Adding in my duplicated variable and then rerunning the new model bumped V1 down to the 3rd most significant Variable making V4 and V2 more important.
newMod <- randomForest(y ~ ., data = simulated, importance = T, ntree = 1000)
newModImp <- varImp(newMod, scale = F)
newModImp %>%
mutate (var = rownames(newModImp)) %>%
ggplot(aes(Overall, reorder(var, Overall, sum), var)) +
geom_col(fill = 'coral2') +
labs(title = 'Importance' , y = 'Vars')
Use the cforest function in the party package to fit a random forest model using conditional inference trees. The party package function varimp can calculate predictor importance. The conditional argument of that function toggles between the traditional importance measure and the modified version described in Strobl et al. (2007). Do these importances show the same pattern as the traditional random forest model?

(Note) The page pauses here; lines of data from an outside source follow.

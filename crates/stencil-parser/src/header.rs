//! Document header: name, artboard and native coordinate convention.

use serde_json::{Map, Value};

use stencil_core::geometry::{AxisConvention, NativeRect, Size};

const DEFAULT_NAME: &str = "untitled";

/// Document-level settings needed to interpret element geometry.
#[derive(Debug, Clone)]
pub(crate) struct Header {
    name: String,
    width: Option<f32>,
    height: Option<f32>,
    artboard: Option<NativeRect>,
    convention: AxisConvention,
}

impl Header {
    pub fn name(&self) -> &str {
        &self.name
    }

    /// The declared artboard size, if the document carries one.
    ///
    /// Explicit `width`/`height` win over the size of `artboardRect`.
    pub fn artboard_size(&self) -> Option<Size> {
        match (self.width, self.height) {
            (Some(width), Some(height)) if width > 0.0 && height > 0.0 => {
                Some(Size::new(width, height))
            }
            _ => self
                .artboard
                .map(|rect| rect.artboard_size(self.convention))
                .filter(|size| !size.is_empty()),
        }
    }

    /// The native artboard rectangle used to normalize `geometricBounds`.
    ///
    /// Without an `artboardRect` the artboard is anchored at the native
    /// origin: its top-left for Y-down, its bottom-left for Y-up.
    pub fn native_artboard(&self) -> NativeRect {
        if let Some(rect) = self.artboard {
            return rect;
        }
        let width = self.width.unwrap_or_default();
        let height = self.height.unwrap_or_default();
        match self.convention {
            AxisConvention::YDown => NativeRect::new(0.0, 0.0, width, height),
            AxisConvention::YUp => NativeRect::new(0.0, height, width, 0.0),
        }
    }

    pub fn convention(&self) -> AxisConvention {
        self.convention
    }
}

/// Reads the header from the `document` object, falling back to root keys.
pub(crate) fn read_header(root: &Map<String, Value>) -> Header {
    let document = root.get("document").and_then(Value::as_object);
    let lookup = |key: &str| {
        document
            .and_then(|doc| doc.get(key))
            .or_else(|| root.get(key))
    };

    let name = lookup("name")
        .and_then(Value::as_str)
        .filter(|name| !name.trim().is_empty())
        .unwrap_or(DEFAULT_NAME)
        .to_string();
    let width = lookup("width").and_then(number);
    let height = lookup("height").and_then(number);
    let artboard = lookup("artboardRect").and_then(rect_array);

    let convention = match lookup("coordinateSystem").and_then(Value::as_str) {
        Some(system) => parse_convention(system).unwrap_or_else(|| default_convention(artboard)),
        None => default_convention(artboard),
    };

    Header {
        name,
        width,
        height,
        artboard,
        convention,
    }
}

/// Extractors that report an artboard rectangle work in Y-up page space.
fn default_convention(artboard: Option<NativeRect>) -> AxisConvention {
    if artboard.is_some() {
        AxisConvention::YUp
    } else {
        AxisConvention::YDown
    }
}

fn parse_convention(system: &str) -> Option<AxisConvention> {
    let normalized: String = system
        .chars()
        .filter(|c| c.is_ascii_alphanumeric())
        .collect::<String>()
        .to_ascii_lowercase();
    match normalized.as_str() {
        "yup" => Some(AxisConvention::YUp),
        "ydown" => Some(AxisConvention::YDown),
        _ => None,
    }
}

/// Reads a finite JSON number as `f32`.
pub(crate) fn number(value: &Value) -> Option<f32> {
    value
        .as_f64()
        .map(|n| n as f32)
        .filter(|n| n.is_finite())
}

/// Reads a `[left, top, right, bottom]` array.
pub(crate) fn rect_array(value: &Value) -> Option<NativeRect> {
    let items = value.as_array()?;
    if items.len() != 4 {
        return None;
    }
    let mut edges = [0.0f32; 4];
    for (edge, item) in edges.iter_mut().zip(items) {
        *edge = number(item)?;
    }
    Some(NativeRect::from_array(edges))
}
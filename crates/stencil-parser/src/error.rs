//! Error and diagnostic system for the Stencil parser.
//!
//! This module provides an error handling system with:
//! - Error codes for documentation and searchability
//! - Element locations for each finding
//! - Severity levels
//! - Diagnostic collector for accumulating findings without aborting
//!
//! # Overview
//!
//! The error system is built around the [`Diagnostic`] type, which represents
//! a single error or warning with an optional error code, the location of the
//! offending element, and help text. Only document-level failures abort
//! parsing; those are wrapped in [`ParseError`]. Element-level findings are
//! returned alongside the parsed document.
//!
//! # Example
//!
//! ```
//! # use stencil_parser::error::{Diagnostic, ErrorCode};
//! let diag = Diagnostic::error("element has no `type`")
//!     .with_code(ErrorCode::E101)
//!     .with_location("layers[0].elements[3]")
//!     .with_help("every element needs a kind such as `text` or `group`");
//! ```

mod collector;
mod diagnostic;
mod error_code;
mod parse_error;
mod severity;

pub(crate) use collector::DiagnosticCollector;

pub use diagnostic::Diagnostic;
pub use error_code::ErrorCode;
pub use parse_error::ParseError;
pub use severity::Severity;
//! Multi-tag detection.
//!
//! Every element is classified independently into zero or more tags, which
//! are condensed into a [`VariableTag`]. An explicit name tag short-circuits
//! the heuristics.

mod image;
mod shape;
mod text;

use log::{debug, trace};

use stencil_core::{
    element::{Document, Element, ElementKind},
    geometry::Size,
    semantic::VariableTag,
};

/// Classifies a single element.
///
/// Returns `None` for elements with nothing to detect: containers, symbols,
/// blank text and untagged shapes.
///
/// # Examples
///
/// ```
/// # use stencil::detect::classify;
/// # use stencil_core::element::{Element, ElementKind, ElementPath};
/// # use stencil_core::geometry::{Bounds, Size};
/// # use stencil_core::semantic::TypeKey;
/// let phone = Element::new(
///     "text_1",
///     ElementKind::Text,
///     Bounds::from_edges(0.0, 0.0, 200.0, 30.0),
///     ElementPath::root(0).child(0),
/// )
/// .with_content("13812345678");
///
/// let tag = classify(&phone, Size::new(1080.0, 1920.0)).unwrap();
/// assert_eq!(tag.primary_type(), TypeKey::Phone);
/// ```
pub fn classify(element: &Element, artboard: Size) -> Option<VariableTag> {
    if let Some(key) = element.explicit_name_tag() {
        return Some(VariableTag::explicit(key));
    }

    let hits = match element.kind() {
        ElementKind::Text => text::classify(element.content().unwrap_or_default()),
        ElementKind::ImageEmbedded | ElementKind::ImageLinked => {
            image::classify(element.name(), element.size())
        }
        ElementKind::Path | ElementKind::CompoundPath => shape::classify(element, artboard),
        ElementKind::Group | ElementKind::ClipGroup | ElementKind::Symbol | ElementKind::Other => {
            Vec::new()
        }
    };
    VariableTag::from_hits(&hits)
}

/// Returns true when a tagged element should be exposed as a variable.
///
/// Shapes qualify only through an explicit tag or a name hint; geometry alone
/// marks them as decoration.
pub(crate) fn is_variable(element: &Element) -> bool {
    if element.explicit_name_tag().is_some() {
        return true;
    }
    if element.variable().is_none() {
        return false;
    }
    match element.kind() {
        ElementKind::Text | ElementKind::ImageEmbedded | ElementKind::ImageLinked => true,
        ElementKind::Path | ElementKind::CompoundPath => shape::name_hint(element).is_some(),
        ElementKind::Group | ElementKind::ClipGroup | ElementKind::Symbol | ElementKind::Other => {
            false
        }
    }
}

/// Returns a copy of the document with every element's tag set.
pub fn annotate(document: Document) -> Document {
    let artboard = document.artboard_size();
    let mut tagged = 0usize;
    let document = document.map_elements(|element| {
        let tag = classify(&element, artboard);
        if let Some(tag) = &tag {
            tagged += 1;
            trace!(
                id = element.id(),
                primary:% = tag.primary_type(),
                confidence = tag.confidence();
                "Element tagged"
            );
        }
        element.with_variable(tag)
    });
    debug!(tagged; "Detection finished");
    document
}

#[cfg(test)]
mod tests {
    use stencil_core::{
        element::{ElementPath, Layer},
        geometry::Bounds,
        semantic::TypeKey,
    };

    use super::*;

    fn element(kind: ElementKind, index: usize) -> Element {
        Element::new(
            format!("e{index}"),
            kind,
            Bounds::from_edges(0.0, 0.0, 100.0, 80.0),
            ElementPath::root(0).child(index),
        )
    }

    #[test]
    fn test_explicit_tag_short_circuits() {
        let text = element(ElementKind::Text, 0)
            .with_content("13812345678")
            .with_explicit_tag(TypeKey::Name);
        let tag = classify(&text, Size::new(1000.0, 1000.0)).unwrap();

        assert_eq!(tag.primary_type(), TypeKey::Name);
        assert_eq!(tag.all_tags(), &[TypeKey::Name]);
    }

    #[test]
    fn test_containers_are_not_classified() {
        let group = element(ElementKind::Group, 0);
        assert!(classify(&group, Size::new(1000.0, 1000.0)).is_none());
    }

    #[test]
    fn test_annotate_and_variable_selection() {
        let document = Document::new(
            "doc",
            Size::new(1000.0, 1000.0),
            vec![Layer::new(
                "Layer 1",
                vec![
                    element(ElementKind::Text, 0).with_content("张三"),
                    element(ElementKind::Text, 1).with_content("  "),
                    element(ElementKind::Path, 2),
                    element(ElementKind::Path, 3).with_name("divider"),
                    Element::new(
                        "rule",
                        ElementKind::Path,
                        Bounds::from_edges(0.0, 0.0, 500.0, 2.0),
                        ElementPath::root(0).child(4),
                    ),
                ],
            )],
        );

        let document = annotate(document);
        let elements: Vec<_> = document.elements().collect();

        assert_eq!(
            elements[0].variable().map(VariableTag::primary_type),
            Some(TypeKey::Name)
        );
        assert!(elements[1].variable().is_none());
        assert!(elements[2].variable().is_none());
        assert_eq!(
            elements[4].variable().map(VariableTag::primary_type),
            Some(TypeKey::Line)
        );

        let selected: Vec<bool> = elements.iter().map(|e| is_variable(e)).collect();
        assert_eq!(selected, vec![true, false, false, true, false]);
    }
}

This new model seems to lower the importance of all variables reeling in the high end of variance and the low end of variance.
cforestMod <- cforest(y ~ ., data = simulated)
cforestImp <- varimp(cforestMod, conditional = TRUE)%>% as.data.frame()
cforestImp %>%
rename(Overall = '.') %>%
mutate (var = rownames(cforestImp)) %>%
ggplot(aes(Overall, reorder(var, Overall, sum), var)) +
geom_col(fill = 'coral2') +
labs(title = 'Importance' , y = 'Vars')
Repeat this process with different tree models, such as boosted trees and Cubist. Does the same pattern occur?
This models looks to be only giving importance to the 5 most important variables, which is unlike any of the models I have ran previously.
library(Cubist)
cubeMod <- cubist(simulated[,!names(simulated) %in% 'y'],simulated[,c('y')])
cubeImp <- varImp(cubeMod, scale = F)
cubeImp %>%
mutate (var = rownames(cubeImp)) %>%
ggplot(aes(Overall, reorder(var, Overall, sum), var)) +
geom_col(fill = 'coral2') +
labs(title = 'Importance' , y = 'Vars')
Use a simulation to show tree bias with different granularities.
V3 takes the highest importance while V2 decreases and V1 have nearly no significance at all.
#set.seed(02180)
#V1 <- runif(500, 2,500)
#V2 <- rnorm(500, 2,10)
#V3 <- rnorm(500, 1,1000)
#y <- V2 + V3
#df <- data.frame(V1, V2, V3, y)
#test_model <- cforest(y ~ ., data = df, ntree = 10)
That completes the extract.